Nothing but a number is wanted here: the count of lines in the data holding the word "never".

[[ Supplied entries, beginning ]]

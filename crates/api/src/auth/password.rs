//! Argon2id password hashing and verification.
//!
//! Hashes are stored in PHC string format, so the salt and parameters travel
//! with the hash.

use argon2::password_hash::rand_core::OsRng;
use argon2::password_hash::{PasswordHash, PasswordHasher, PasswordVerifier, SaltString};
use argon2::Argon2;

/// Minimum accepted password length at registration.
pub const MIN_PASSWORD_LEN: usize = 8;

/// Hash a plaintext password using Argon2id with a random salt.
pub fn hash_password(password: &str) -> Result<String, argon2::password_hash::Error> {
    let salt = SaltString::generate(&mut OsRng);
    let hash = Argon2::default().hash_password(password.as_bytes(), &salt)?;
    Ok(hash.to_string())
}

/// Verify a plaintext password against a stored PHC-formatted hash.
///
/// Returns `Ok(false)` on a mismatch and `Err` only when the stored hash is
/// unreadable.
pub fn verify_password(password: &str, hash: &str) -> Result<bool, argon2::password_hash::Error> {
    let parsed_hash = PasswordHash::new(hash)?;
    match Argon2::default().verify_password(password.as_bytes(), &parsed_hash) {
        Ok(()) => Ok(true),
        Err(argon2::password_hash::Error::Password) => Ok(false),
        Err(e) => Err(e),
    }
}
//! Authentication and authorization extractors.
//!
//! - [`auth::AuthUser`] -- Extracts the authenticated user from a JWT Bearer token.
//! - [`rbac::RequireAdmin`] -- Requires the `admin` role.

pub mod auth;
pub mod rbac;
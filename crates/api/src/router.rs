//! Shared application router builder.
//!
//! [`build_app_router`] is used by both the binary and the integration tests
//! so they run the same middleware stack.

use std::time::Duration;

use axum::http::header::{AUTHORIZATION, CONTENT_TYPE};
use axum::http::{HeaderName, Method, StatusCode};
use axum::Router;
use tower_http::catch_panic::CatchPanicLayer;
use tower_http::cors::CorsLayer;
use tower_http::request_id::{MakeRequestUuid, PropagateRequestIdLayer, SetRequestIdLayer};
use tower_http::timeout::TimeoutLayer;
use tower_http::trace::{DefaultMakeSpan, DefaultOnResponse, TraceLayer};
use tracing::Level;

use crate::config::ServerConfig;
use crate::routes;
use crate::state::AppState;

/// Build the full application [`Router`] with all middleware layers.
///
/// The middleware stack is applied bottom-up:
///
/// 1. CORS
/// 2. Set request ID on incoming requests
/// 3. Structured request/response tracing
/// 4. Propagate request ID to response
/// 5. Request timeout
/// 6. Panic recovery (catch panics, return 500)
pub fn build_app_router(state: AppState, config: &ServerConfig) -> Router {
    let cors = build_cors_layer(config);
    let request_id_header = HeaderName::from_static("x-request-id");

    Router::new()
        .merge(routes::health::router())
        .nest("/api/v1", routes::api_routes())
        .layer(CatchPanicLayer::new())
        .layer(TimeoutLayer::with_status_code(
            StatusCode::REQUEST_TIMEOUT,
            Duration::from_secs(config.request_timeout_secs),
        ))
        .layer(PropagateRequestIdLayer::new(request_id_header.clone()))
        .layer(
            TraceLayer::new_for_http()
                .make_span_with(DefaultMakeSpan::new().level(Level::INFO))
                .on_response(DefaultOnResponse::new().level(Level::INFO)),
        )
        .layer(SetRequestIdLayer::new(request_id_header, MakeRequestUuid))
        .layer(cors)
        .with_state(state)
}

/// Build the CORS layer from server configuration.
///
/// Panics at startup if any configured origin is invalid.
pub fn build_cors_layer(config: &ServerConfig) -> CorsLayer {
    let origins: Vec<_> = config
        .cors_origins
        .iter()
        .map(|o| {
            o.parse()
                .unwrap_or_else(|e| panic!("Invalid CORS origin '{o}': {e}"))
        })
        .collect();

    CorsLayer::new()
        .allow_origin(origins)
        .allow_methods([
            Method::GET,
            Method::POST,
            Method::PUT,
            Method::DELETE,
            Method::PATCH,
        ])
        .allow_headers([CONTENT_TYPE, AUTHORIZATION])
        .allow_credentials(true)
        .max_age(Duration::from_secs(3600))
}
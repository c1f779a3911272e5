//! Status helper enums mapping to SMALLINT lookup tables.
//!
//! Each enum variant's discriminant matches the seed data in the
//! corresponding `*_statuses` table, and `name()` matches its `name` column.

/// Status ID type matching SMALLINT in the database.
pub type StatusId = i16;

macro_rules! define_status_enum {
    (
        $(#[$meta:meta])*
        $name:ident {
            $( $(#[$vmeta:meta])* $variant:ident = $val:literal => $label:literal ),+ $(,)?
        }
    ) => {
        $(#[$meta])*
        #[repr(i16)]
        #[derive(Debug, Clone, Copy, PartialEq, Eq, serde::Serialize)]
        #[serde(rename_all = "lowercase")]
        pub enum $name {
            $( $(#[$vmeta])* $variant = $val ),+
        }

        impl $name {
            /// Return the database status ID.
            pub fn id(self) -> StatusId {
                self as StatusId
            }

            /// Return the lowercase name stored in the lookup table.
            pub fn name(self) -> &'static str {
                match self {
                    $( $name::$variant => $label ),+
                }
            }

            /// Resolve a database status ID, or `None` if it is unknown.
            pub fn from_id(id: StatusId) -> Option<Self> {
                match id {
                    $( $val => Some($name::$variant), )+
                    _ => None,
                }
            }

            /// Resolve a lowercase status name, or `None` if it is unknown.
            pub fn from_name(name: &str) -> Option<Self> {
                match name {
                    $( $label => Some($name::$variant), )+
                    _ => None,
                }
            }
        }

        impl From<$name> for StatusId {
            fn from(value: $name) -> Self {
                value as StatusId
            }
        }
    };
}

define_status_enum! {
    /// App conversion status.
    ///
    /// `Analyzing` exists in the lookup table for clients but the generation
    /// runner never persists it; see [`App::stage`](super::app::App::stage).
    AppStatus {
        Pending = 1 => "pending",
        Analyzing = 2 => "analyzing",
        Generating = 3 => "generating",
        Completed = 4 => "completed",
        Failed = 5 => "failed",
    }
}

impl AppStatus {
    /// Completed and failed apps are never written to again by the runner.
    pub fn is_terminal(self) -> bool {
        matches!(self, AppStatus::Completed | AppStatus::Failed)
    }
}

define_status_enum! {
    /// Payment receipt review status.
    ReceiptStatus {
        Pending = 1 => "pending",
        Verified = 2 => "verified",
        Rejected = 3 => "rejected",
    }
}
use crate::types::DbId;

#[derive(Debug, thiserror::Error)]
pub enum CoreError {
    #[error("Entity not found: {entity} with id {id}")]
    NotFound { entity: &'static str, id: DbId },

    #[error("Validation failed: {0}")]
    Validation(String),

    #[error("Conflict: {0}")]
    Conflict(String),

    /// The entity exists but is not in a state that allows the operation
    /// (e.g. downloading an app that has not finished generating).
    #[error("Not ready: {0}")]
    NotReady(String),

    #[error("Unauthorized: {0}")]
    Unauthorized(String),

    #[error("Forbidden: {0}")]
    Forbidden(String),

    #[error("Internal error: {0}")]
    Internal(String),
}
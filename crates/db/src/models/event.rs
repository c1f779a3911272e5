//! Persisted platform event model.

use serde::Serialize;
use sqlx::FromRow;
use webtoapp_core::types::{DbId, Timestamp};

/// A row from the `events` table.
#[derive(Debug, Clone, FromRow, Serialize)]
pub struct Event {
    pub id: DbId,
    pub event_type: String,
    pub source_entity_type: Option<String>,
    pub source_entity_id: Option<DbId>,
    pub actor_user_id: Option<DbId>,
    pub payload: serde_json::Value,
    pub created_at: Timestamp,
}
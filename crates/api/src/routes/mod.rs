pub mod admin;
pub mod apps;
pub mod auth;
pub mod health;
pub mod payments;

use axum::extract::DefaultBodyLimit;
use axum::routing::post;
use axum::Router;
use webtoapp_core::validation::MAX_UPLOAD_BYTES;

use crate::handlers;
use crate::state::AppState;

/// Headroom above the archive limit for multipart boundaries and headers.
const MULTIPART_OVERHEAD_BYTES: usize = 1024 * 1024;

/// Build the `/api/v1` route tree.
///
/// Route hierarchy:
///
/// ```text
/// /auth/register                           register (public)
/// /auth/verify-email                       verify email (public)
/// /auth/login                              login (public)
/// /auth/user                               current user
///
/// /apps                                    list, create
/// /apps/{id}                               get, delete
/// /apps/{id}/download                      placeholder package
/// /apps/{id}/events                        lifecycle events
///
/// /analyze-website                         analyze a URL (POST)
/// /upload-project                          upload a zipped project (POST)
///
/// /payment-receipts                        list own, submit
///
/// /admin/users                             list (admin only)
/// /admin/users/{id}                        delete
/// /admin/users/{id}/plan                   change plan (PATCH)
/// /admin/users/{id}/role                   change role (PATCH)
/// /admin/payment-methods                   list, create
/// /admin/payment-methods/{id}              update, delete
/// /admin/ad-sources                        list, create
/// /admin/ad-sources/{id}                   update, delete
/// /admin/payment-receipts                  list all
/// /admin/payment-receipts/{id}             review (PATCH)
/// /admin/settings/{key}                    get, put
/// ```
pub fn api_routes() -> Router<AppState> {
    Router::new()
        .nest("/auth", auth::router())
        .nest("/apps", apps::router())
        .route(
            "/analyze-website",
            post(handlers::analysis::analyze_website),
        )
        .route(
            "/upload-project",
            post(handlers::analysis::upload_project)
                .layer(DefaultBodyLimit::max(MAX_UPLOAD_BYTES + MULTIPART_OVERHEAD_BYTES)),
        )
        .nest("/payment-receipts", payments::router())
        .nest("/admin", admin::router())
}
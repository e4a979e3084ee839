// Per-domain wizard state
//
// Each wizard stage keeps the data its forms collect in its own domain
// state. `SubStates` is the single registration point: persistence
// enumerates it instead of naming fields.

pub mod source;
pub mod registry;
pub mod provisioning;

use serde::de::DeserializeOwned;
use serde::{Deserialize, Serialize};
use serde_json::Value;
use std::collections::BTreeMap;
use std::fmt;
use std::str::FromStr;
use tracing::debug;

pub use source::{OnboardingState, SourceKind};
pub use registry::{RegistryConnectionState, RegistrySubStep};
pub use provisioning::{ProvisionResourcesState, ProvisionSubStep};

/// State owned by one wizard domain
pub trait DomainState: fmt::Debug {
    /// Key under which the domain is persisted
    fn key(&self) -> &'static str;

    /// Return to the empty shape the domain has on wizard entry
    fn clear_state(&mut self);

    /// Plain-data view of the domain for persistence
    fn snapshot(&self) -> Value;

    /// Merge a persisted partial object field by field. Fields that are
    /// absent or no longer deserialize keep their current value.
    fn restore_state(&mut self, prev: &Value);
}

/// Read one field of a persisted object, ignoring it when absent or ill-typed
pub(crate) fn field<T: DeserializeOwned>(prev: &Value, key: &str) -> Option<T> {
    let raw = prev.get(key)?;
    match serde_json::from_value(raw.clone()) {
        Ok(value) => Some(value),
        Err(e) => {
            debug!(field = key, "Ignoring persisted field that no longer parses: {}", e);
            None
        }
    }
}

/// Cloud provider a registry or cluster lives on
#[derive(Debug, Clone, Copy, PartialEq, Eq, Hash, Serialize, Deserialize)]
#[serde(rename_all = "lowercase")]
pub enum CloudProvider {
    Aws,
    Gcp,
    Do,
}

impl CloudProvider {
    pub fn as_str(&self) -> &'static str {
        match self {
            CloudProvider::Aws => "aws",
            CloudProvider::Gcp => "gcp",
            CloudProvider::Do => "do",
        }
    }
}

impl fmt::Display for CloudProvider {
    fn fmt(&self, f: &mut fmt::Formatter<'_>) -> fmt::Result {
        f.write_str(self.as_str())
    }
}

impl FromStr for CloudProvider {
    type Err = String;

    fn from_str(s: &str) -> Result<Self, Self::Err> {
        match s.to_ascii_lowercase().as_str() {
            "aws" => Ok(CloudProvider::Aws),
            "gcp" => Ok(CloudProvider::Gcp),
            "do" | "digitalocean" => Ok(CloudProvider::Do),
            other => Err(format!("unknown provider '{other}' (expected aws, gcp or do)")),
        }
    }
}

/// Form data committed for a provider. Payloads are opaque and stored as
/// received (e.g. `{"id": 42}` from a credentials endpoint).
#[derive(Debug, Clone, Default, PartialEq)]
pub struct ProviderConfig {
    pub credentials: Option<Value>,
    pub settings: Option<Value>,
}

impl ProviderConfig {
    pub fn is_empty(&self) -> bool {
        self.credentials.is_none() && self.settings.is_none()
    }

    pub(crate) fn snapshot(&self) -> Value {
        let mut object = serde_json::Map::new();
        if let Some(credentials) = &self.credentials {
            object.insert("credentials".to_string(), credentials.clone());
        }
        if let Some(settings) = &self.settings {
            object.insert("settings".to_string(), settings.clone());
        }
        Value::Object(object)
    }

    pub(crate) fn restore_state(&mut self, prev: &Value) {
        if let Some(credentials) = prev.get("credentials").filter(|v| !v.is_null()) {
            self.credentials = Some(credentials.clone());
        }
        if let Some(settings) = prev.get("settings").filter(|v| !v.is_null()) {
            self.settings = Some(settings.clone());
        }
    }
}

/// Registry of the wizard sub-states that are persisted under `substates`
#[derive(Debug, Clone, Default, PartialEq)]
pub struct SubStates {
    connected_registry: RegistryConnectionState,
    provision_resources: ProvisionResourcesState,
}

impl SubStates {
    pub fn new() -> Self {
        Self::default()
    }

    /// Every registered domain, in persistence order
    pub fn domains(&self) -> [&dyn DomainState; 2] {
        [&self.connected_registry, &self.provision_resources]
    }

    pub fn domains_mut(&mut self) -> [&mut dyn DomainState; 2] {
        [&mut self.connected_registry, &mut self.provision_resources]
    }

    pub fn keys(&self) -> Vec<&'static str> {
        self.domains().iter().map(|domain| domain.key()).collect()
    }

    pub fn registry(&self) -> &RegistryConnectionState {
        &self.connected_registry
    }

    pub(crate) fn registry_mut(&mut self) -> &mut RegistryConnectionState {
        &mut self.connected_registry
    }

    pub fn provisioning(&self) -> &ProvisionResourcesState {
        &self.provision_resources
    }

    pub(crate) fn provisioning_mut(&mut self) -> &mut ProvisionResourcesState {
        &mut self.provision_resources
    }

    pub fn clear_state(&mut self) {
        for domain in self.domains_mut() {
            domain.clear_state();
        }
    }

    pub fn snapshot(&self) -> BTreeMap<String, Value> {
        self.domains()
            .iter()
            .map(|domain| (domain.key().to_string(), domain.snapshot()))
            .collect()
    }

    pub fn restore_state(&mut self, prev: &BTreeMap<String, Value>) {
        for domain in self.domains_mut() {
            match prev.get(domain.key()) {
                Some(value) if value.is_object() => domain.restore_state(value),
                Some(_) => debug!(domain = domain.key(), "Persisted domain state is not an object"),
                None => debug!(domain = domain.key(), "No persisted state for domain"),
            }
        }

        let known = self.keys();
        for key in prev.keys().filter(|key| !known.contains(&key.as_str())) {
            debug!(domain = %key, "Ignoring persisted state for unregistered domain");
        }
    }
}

[[ Supplied entries, end ]]

▶ Solved exercise:
2